Tale padre, tale figlio potremmo dire. Non poteva non tornare sui grandi schermi, Duncan Jones, dopo la più che convincente opera prima di "Moon". Il talento visivo e il virtuosismo concreto di Bowie junior si erano rivelate come una delle sorprese più affascinanti della stagione cinematografica del 2009; quel ridimensionamento del genere sci-fi secondo un canone nuovo e inesplorato (inaugurato dall’odissea spaziale kubrickiana) che decide di non aggrapparsi principalmente alla spettacolarità degli effetti speciali e visivi ma che, altresì, è in grado di elaborare una sorta di analisi introspettiva, una profonda disamina psicologica sulle tematiche più misteriose che ruotano attorno all’essere umano. E quale mezzo migliore se non l’ausilio della fantascienza può riuscire a catapultare lo spettatore verso questi territori sconosciuti e inesplicabili?
In questo caso "Source Code" è per molti versi il prolungamento naturale di "Moon". Il successo della pellicola indipendente d’esordio (realizzata con un budget all’osso e con Sam Rockwell a comporre l’unico membro del cast) ha consentito inevitabilmente a Jones di potersi avvalere in questo secondo lavoro di un costo di produzione maggiormente corposo e di un cast di alto livello seppur ristretto (Gyllenhall su tutti). Eppure tra i due film si respira lo stesso messaggio, quella favola utopistica in salsa sci-fi atta a rimarcare la fragilità dell’uomo, che indaga sulla possibilità di un individuo solo che possa cambiare la sua vita e soprattutto quella degli altri. Come in "Moon", "Source Code" affronta il tema dell’identità (Colter Stevens/Sean Fentress) e quello della scienza, sfidando la meccanica quantistica e captando con occhio tanto vigile quanto contorto e confuso la strada dell’evoluzione (il merito del regista è anche quello di saper infondere tra gli spettatori quella sensazione positiva, pur non avendo compreso appieno tutte le dinamiche del film, come ad esempio il finale aperto alla Nolan).
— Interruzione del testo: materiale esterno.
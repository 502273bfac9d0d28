//! Sitequery: fluent client for headless site collection endpoints
//!
//! Chained condition calls are recorded by a [`Query`], serialized into a JSON
//! envelope, and posted to the site's `_functions` routes with per-attempt
//! timeouts and bounded exponential-backoff retries. Responses are normalized into
//! a [`QueryResult`].
//!
//! ```no_run
//! # async fn run() -> Result<(), sitequery::QueryError> {
//! let client = sitequery::SiteClient::new("acme", "shop", "t1")?;
//! let posts = client
//!     .query("Posts")?
//!     .eq("status", "published")
//!     .limit(10)?
//!     .find()
//!     .await?
//!     .into_result()?;
//! println!("{} posts", posts.items.len());
//! # Ok(())
//! # }
//! ```

pub mod client;
pub mod condition;
pub mod config;
pub mod error;
pub mod logging;
pub mod query;
pub mod response;
pub mod retry;
pub mod transport;
pub mod types;

// Serializes tests that touch SITEQUERY_* environment variables
#[cfg(test)]
pub(crate) static ENV_MUTEX: std::sync::Mutex<()> = std::sync::Mutex::new(());

pub use client::{ClientIdentity, SiteClient};
pub use condition::{Condition, ConditionSet, Field, Operator, OperatorKind};
pub use config::{ClientConfig, ConfigLoader, RetrySettings};
pub use error::QueryError;
pub use query::Query;
pub use response::ApplicationError;
pub use retry::{is_retryable_error, run_with_retry, RetryPolicy};
pub use transport::{HttpResponse, HttpTransport, ReqwestTransport, Route};
pub use types::{FindResult, ItemIds, Items, Pagination, QueryResult, RequestOptions};
//! Request Transport
//!
//! Builds the request envelope for each collection operation, posts it to the
//! operation's fixed route through an [`HttpTransport`], and hands the raw
//! response to the normalizer. Every call runs inside the retry executor.

use crate::condition::Condition;
use crate::error::{map_http_error, QueryError};
use crate::response::normalize;
use crate::retry::{run_with_retry, RetryPolicy};
use crate::types::{FindResult, ItemIds, Items, QueryResult, RequestOptions};
use async_trait::async_trait;
use reqwest::Client;
use serde::de::DeserializeOwned;
use serde::Serialize;
use serde_json::Value;
use std::sync::Arc;
use std::time::Duration;
use tracing::{debug, info};

pub const DEFAULT_CONNECT_TIMEOUT: Duration = Duration::from_secs(10);
pub const DEFAULT_REQUEST_TIMEOUT: Duration = Duration::from_secs(30);

/// Fixed route bound to each operation
#[derive(Debug, Clone, Copy, PartialEq, Eq, Hash)]
pub enum Route {
    Insert,
    Save,
    Update,
    Remove,
    Truncate,
    Query,
}

impl Route {
    pub fn as_str(self) -> &'static str {
        match self {
            Route::Insert => "insertQuery",
            Route::Save => "saveQuery",
            Route::Update => "update",
            Route::Remove => "removeQuery",
            Route::Truncate => "truncateQuery",
            Route::Query => "query",
        }
    }

    pub fn url(self, base_url: &str) -> String {
        format!("{}/{}", base_url.trim_end_matches('/'), self.as_str())
    }
}

/// Operation-specific part of the envelope
#[derive(Debug, Clone, PartialEq, Serialize)]
#[serde(untagged)]
pub enum RequestBody {
    Items {
        item: Items,
        options: RequestOptions,
    },
    Item {
        item: Value,
        options: RequestOptions,
    },
    ItemIds {
        #[serde(rename = "itemId")]
        item_id: ItemIds,
        options: RequestOptions,
    },
    Conditions {
        conditions: Vec<Condition>,
        options: RequestOptions,
    },
    Empty {
        options: RequestOptions,
    },
}

/// Full JSON body sent to a route
#[derive(Debug, Clone, PartialEq, Serialize)]
pub struct RequestEnvelope {
    pub collection: String,
    pub token: String,
    #[serde(flatten)]
    pub body: RequestBody,
}

/// Raw HTTP response
#[derive(Debug, Clone, PartialEq, Eq)]
pub struct HttpResponse {
    pub status: u16,
    pub body: String,
}

impl HttpResponse {
    pub fn new(status: u16, body: impl Into<String>) -> Self {
        Self {
            status,
            body: body.into(),
        }
    }

    pub fn is_success(&self) -> bool {
        (200..300).contains(&self.status)
    }
}

/// Sends one JSON POST and returns the raw response
#[async_trait]
pub trait HttpTransport: Send + Sync {
    async fn post_json(&self, url: &str, body: &Value) -> Result<HttpResponse, QueryError>;
}

/// `reqwest`-backed transport
pub struct ReqwestTransport {
    client: Client,
    connect_timeout: Duration,
    request_timeout: Duration,
}

impl ReqwestTransport {
    pub fn new(connect_timeout: Duration, request_timeout: Duration) -> Result<Self, QueryError> {
        let client = Client::builder()
            .connect_timeout(connect_timeout)
            .timeout(request_timeout)
            .build()
            .map_err(|e| QueryError::Config(format!("Failed to create HTTP client: {}", e)))?;
        Ok(Self {
            client,
            connect_timeout,
            request_timeout,
        })
    }

    fn map_error(&self, error: reqwest::Error) -> QueryError {
        map_http_error(error, self.connect_timeout, self.request_timeout)
    }
}

#[async_trait]
impl HttpTransport for ReqwestTransport {
    async fn post_json(&self, url: &str, body: &Value) -> Result<HttpResponse, QueryError> {
        let response = self
            .client
            .post(url)
            .header("Content-Type", "application/json")
            .header("Accept", "application/json")
            .json(body)
            .send()
            .await
            .map_err(|e| self.map_error(e))?;

        let status = response.status().as_u16();
        let body = response
            .text()
            .await
            .map_err(|e| self.map_error(e))?;
        Ok(HttpResponse { status, body })
    }
}

/// Per-client dispatcher: base address, token, HTTP seam and retry settings
#[derive(Clone)]
pub struct Transport {
    base_url: String,
    token: String,
    http: Arc<dyn HttpTransport>,
    retry: RetryPolicy,
    timeout: Duration,
}

impl Transport {
    pub fn new(
        base_url: impl Into<String>,
        token: impl Into<String>,
        http: Arc<dyn HttpTransport>,
    ) -> Self {
        Self {
            base_url: base_url.into(),
            token: token.into(),
            http,
            retry: RetryPolicy::default(),
            timeout: DEFAULT_REQUEST_TIMEOUT,
        }
    }

    pub fn with_retry_policy(mut self, retry: RetryPolicy) -> Self {
        self.retry = retry;
        self
    }

    /// Per-attempt deadline.
    pub fn with_timeout(mut self, timeout: Duration) -> Self {
        self.timeout = timeout;
        self
    }

    pub fn base_url(&self) -> &str {
        &self.base_url
    }

    pub fn retry_policy(&self) -> &RetryPolicy {
        &self.retry
    }

    pub fn timeout(&self) -> Duration {
        self.timeout
    }

    pub async fn insert(
        &self,
        collection: &str,
        item: Items,
        options: RequestOptions,
    ) -> Result<QueryResult<Value>, QueryError> {
        self.dispatch(Route::Insert, collection, RequestBody::Items { item, options })
            .await
    }

    pub async fn save(
        &self,
        collection: &str,
        item: Items,
        options: RequestOptions,
    ) -> Result<QueryResult<Value>, QueryError> {
        self.dispatch(Route::Save, collection, RequestBody::Items { item, options })
            .await
    }

    pub async fn update(
        &self,
        collection: &str,
        item: Value,
        options: RequestOptions,
    ) -> Result<QueryResult<Value>, QueryError> {
        self.dispatch(Route::Update, collection, RequestBody::Item { item, options })
            .await
    }

    pub async fn remove(
        &self,
        collection: &str,
        item_id: ItemIds,
        options: RequestOptions,
    ) -> Result<QueryResult<Value>, QueryError> {
        self.dispatch(
            Route::Remove,
            collection,
            RequestBody::ItemIds { item_id, options },
        )
        .await
    }

    pub async fn truncate(
        &self,
        collection: &str,
        options: RequestOptions,
    ) -> Result<QueryResult<Value>, QueryError> {
        self.dispatch(Route::Truncate, collection, RequestBody::Empty { options })
            .await
    }

    /// Query route; the `result` payload is decoded into items and pagination.
    pub async fn find<T: DeserializeOwned>(
        &self,
        collection: &str,
        conditions: Vec<Condition>,
        options: RequestOptions,
    ) -> Result<QueryResult<FindResult<T>>, QueryError> {
        let result = self
            .dispatch(
                Route::Query,
                collection,
                RequestBody::Conditions {
                    conditions,
                    options,
                },
            )
            .await?;

        match result {
            QueryResult::Success(payload) => {
                let found: FindResult<T> = serde_json::from_value(payload).map_err(|e| {
                    QueryError::MalformedResponse(format!("Invalid query result payload: {}", e))
                })?;
                Ok(QueryResult::Success(found))
            }
            QueryResult::Failure(err) => Ok(QueryResult::Failure(err)),
        }
    }

    async fn dispatch(
        &self,
        route: Route,
        collection: &str,
        body: RequestBody,
    ) -> Result<QueryResult<Value>, QueryError> {
        let envelope = RequestEnvelope {
            collection: collection.to_string(),
            token: self.token.clone(),
            body,
        };
        let payload = serde_json::to_value(&envelope)?;
        let url = route.url(&self.base_url);
        let http = &self.http;

        let result = run_with_retry(&self.retry, self.timeout, |attempt| {
            let url = url.as_str();
            let payload = &payload;
            async move {
                debug!(route = route.as_str(), collection, attempt, "Sending request");
                let response = http.post_json(url, payload).await?;
                interpret_response(response)
            }
        })
        .await?;

        if let QueryResult::Failure(err) = &result {
            info!(
                route = route.as_str(),
                collection,
                code = %err.code,
                "Request rejected by site"
            );
        }
        Ok(result)
    }
}

impl std::fmt::Debug for Transport {
    fn fmt(&self, f: &mut std::fmt::Formatter<'_>) -> std::fmt::Result {
        f.debug_struct("Transport")
            .field("base_url", &self.base_url)
            .field("token", &"<redacted>")
            .field("retry", &self.retry)
            .field("timeout", &self.timeout)
            .finish()
    }
}

/// Classify a raw response. A well-formed `failed` envelope is an application
/// failure whatever the HTTP status; any other non-2xx response becomes
/// [`QueryError::Http`], retryable only for 408, 429 and 5xx.
pub fn interpret_response(response: HttpResponse) -> Result<QueryResult<Value>, QueryError> {
    if response.is_success() {
        return normalize(&response.body);
    }
    if let Ok(failure @ QueryResult::Failure(_)) = normalize(&response.body) {
        return Ok(failure);
    }
    Err(QueryError::Http {
        status: response.status,
        body: response.body,
    })
}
Il thriller a forti tinte giallo-poliziesche è così solo un altro scaltro trucco, lo dimostra il fatto che basterebbero anche solo i primi cinque minuti per individuare il potenziale attentatore; semplicemente perché non è quello che interessa a Jones. Lo sguardo è allora rivolto sulla fantascienza, strumento imprescindibile per combattere le minacce terroristiche e per confrontarsi con se stessi al di fuori del mondo esterno. L’ottima sceneggiatura di Ben Ripley ha la sola pecca di forzare la mano sul fronte melò, con il film che si dilunga un po’ troppo nei minuti finali alla ricerca di una risposta di speranza che forse non convince come il resto della pellicola.
L’impianto narrativo in loop ricorda molto le vicende vissute da Bill Murray (alias Phil Connors) nella commedia "Ricomincio da capo" ma anche altri modelli recenti di fantascienza psicologica come "Apri gli occhi" o "Se mi lasci ti cancello" senza dimenticare la fortunata serie televisiva di "Lost". A differenza del quasi coetaneo Richard Kelly ("Donnie Darko", "The Box") le riflessioni di Duncan Jones non si perdono per strada, non accedono in intellettualismi e filosofismi vari, ma si caratterizzano per la loro cinica concretezza e per la forza interiore delle immagini.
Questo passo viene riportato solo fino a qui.